Le président du Kirghizstan était sous pression mercredi, après le départ de son Premier ministre, l'annulation des législatives qu'il pensait avoir remporté et la libération de prison de son principal rival.

Depuis trois jours, ce pays montagneux d'Asie centrale est secoué par un mouvement de contestation dénonçant des fraudes lors des élections parlementaires de dimanche, faisant craindre une flambée de violences dans cet Etat déjà marqué par deux révolutions en 2005 et 2010.

Le dirigeant kirghiz Sooronbaï Jeenbekov a accusé ses opposants de vouloir s'emparer illégalement du pouvoir, assurant toujours contrôler le pays. Dans un communiqué, il a appelé mercredi ces derniers à "rentrer dans la légalité".

De son côté, le président russe Vladimir Poutine a dit espérer une résolution pacifique de la crise. M. Jeenbekov est proche de la Russie, comme l'était son prédécesseur.

Dans la nuit de mardi à mercredi, plusieurs centaines d'hommes se sont à nouveau réunis dans le centre de Bichkek, la capitale, notamment devant un hôtel où un nouveau Premier ministre a été désigné dans la journée, dans la confusion, après la démission de son prédécesseur.

De brèves bagarres ont éclaté devant cet édifice, dont plusieurs vitres ont été brisées, selon un journaliste de l'AFP sur place.
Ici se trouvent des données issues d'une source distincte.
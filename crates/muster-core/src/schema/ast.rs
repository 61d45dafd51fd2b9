//! Abstract syntax tree for the Muster schema language

use serde::{Deserialize, Serialize};

/// A complete parsed schema
#[derive(Debug, Clone, PartialEq, Eq, Serialize, Deserialize)]
pub struct Schema {
    pub types: Vec<TypeDef>,
}

/// A type definition with its relations
#[derive(Debug, Clone, PartialEq, Eq, Serialize, Deserialize)]
pub struct TypeDef {
    pub name: String,
    pub relations: Vec<RelationDef>,
}

/// A relation definition
#[derive(Debug, Clone, PartialEq, Eq, Serialize, Deserialize)]
pub struct RelationDef {
    pub name: String,
    pub expr: Option<RewriteExpr>,
}

/// Userset rewrite expression
#[derive(Debug, Clone, PartialEq, Eq, Serialize, Deserialize)]
pub enum RewriteExpr {
    /// Direct tuples on the object itself: `this`
    This,

    /// Another relation on the same object: `editor`
    ComputedUserset { relation: String },

    /// Walk `tupleset` tuples to intermediate objects and test
    /// `computed` there: `parent->viewer`
    TupleToUserset { tupleset: String, computed: String },

    /// Union: `expr1 | expr2`
    Union(Vec<RewriteExpr>),

    /// Intersection: `expr1 & expr2`
    Intersection(Vec<RewriteExpr>),

    /// Exclusion: `expr1 - expr2`
    Exclusion {
        base: Box<RewriteExpr>,
        subtract: Box<RewriteExpr>,
    },
}

impl Schema {
    pub fn new(types: Vec<TypeDef>) -> Self {
        Self { types }
    }

    /// Find a type by name
    pub fn find_type(&self, name: &str) -> Option<&TypeDef> {
        self.types.iter().find(|t| t.name == name)
    }
}

impl TypeDef {
    pub fn new(name: String, relations: Vec<RelationDef>) -> Self {
        Self { name, relations }
    }

    /// Find a relation by name
    pub fn find_relation(&self, name: &str) -> Option<&RelationDef> {
        self.relations.iter().find(|r| r.name == name)
    }
}

impl RelationDef {
    pub fn new(name: String, expr: Option<RewriteExpr>) -> Self {
        Self { name, expr }
    }

    /// Check if this is a direct relation (no expression or `this`)
    pub fn is_direct(&self) -> bool {
        matches!(&self.expr, None | Some(RewriteExpr::This))
    }
}

impl RewriteExpr {
    /// Collect the same-object relations this expression references:
    /// computed usersets and tupleset walks. Used by publish-time
    /// validation; the far side of a `tupleset->computed` walk lives on
    /// another object and is resolved at check time.
    pub fn same_object_refs<'a>(&'a self, out: &mut Vec<&'a str>) {
        match self {
            RewriteExpr::This => {},
            RewriteExpr::ComputedUserset { relation } => out.push(relation),
            RewriteExpr::TupleToUserset { tupleset, .. } => out.push(tupleset),
            RewriteExpr::Union(exprs) | RewriteExpr::Intersection(exprs) => {
                for expr in exprs {
                    expr.same_object_refs(out);
                }
            },
            RewriteExpr::Exclusion { base, subtract } => {
                base.same_object_refs(out);
                subtract.same_object_refs(out);
            },
        }
    }
}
Emprisonné depuis 2017, Sadyr Japarov, politicien nationaliste et détracteur du président Sooronbaï Jeenbekov, a été libéré de prison par les manifestants et nommé mardi chef du gouvernement lors d'une réunion extraordinaire du Parlement dans cet hôtel.

Il est néanmoins d’ores et déjà contesté par un "conseil de coordination" créé par les leaders de plusieurs partis d'opposition n'ayant pas pu entrer au Parlement lors des législatives de dimanche.

Les résultats de ces élections ont été déclarés invalides mardi par les autorités, mais cela n'a pas suffi à calmer la contestation.

Mardi soir, Sadyr Japarov a indiqué qu'il prévoyait de soutenir une nouvelle constitution et que de nouvelles élections parlementaires se tiendraient "dans deux ou trois mois".

Par ailleurs, le président Jeenbekov, au pouvoir depuis 2017, est menacé par son grand rival et ancien mentor, Almazbek Atambaïev, président de 2011 et 2017, également libéré de prison par des manifestants dans la nuit de lundi.

- Craintes dans le Sud -

Le bâtiment abritant le Parlement et la présidence à Bichkek était toujours mercredi sous le contrôle de protestataires, après avoir été pris et en partie saccagé par des manifestants en colère.

Pendant la nuit de mardi à mercredi, des groupes de volontaires ont patrouillé dans la capitale pour protéger les magasins de potentiels pillages.

A travers le pays, plusieurs mines d'or ou de charbon, sources de revenus cruciales pour cette ex-république soviétique assez pauvre en ressources naturelles, ont dû suspendre leur activité après avoir été occupées par des groupes armés.

Mercredi, des manifestants ont également essayé d'investir à Bichkek le siège de l'entreprise canadienne gérant la principale mine d'or du pays, qui produit près de 10% du PIB kirghiz.

Des craintes de violences pèsent également sur Och, la deuxième ville du pays, dans le Sud, où des violences ethniques contre la minorité ouzbèke avaient fait des centaines de morts en 2010, quelques semaines après une autre révolte populaire.

L'ancien maire de la ville, en fonction lors de ces heurts, est retourné à Och mardi soir. Il pourrait remplacer l'édile de la ville, qui a démissionné.

Ces émeutes rappellent celles de 2005 et 2010, qui s'étaient muées en une révolution émaillée de pillages, chassant le pouvoir en place accusé de corruption et de dérive autoritaire.

Les résultats controversés des législatives de dimanche, remportées par deux partis proches du chef de l'Etat, avaient fait descendre lundi des milliers de personnes dans les rues de Bichkek. Ces heurts avec la police ont fait au moins un mort et 686 blessés.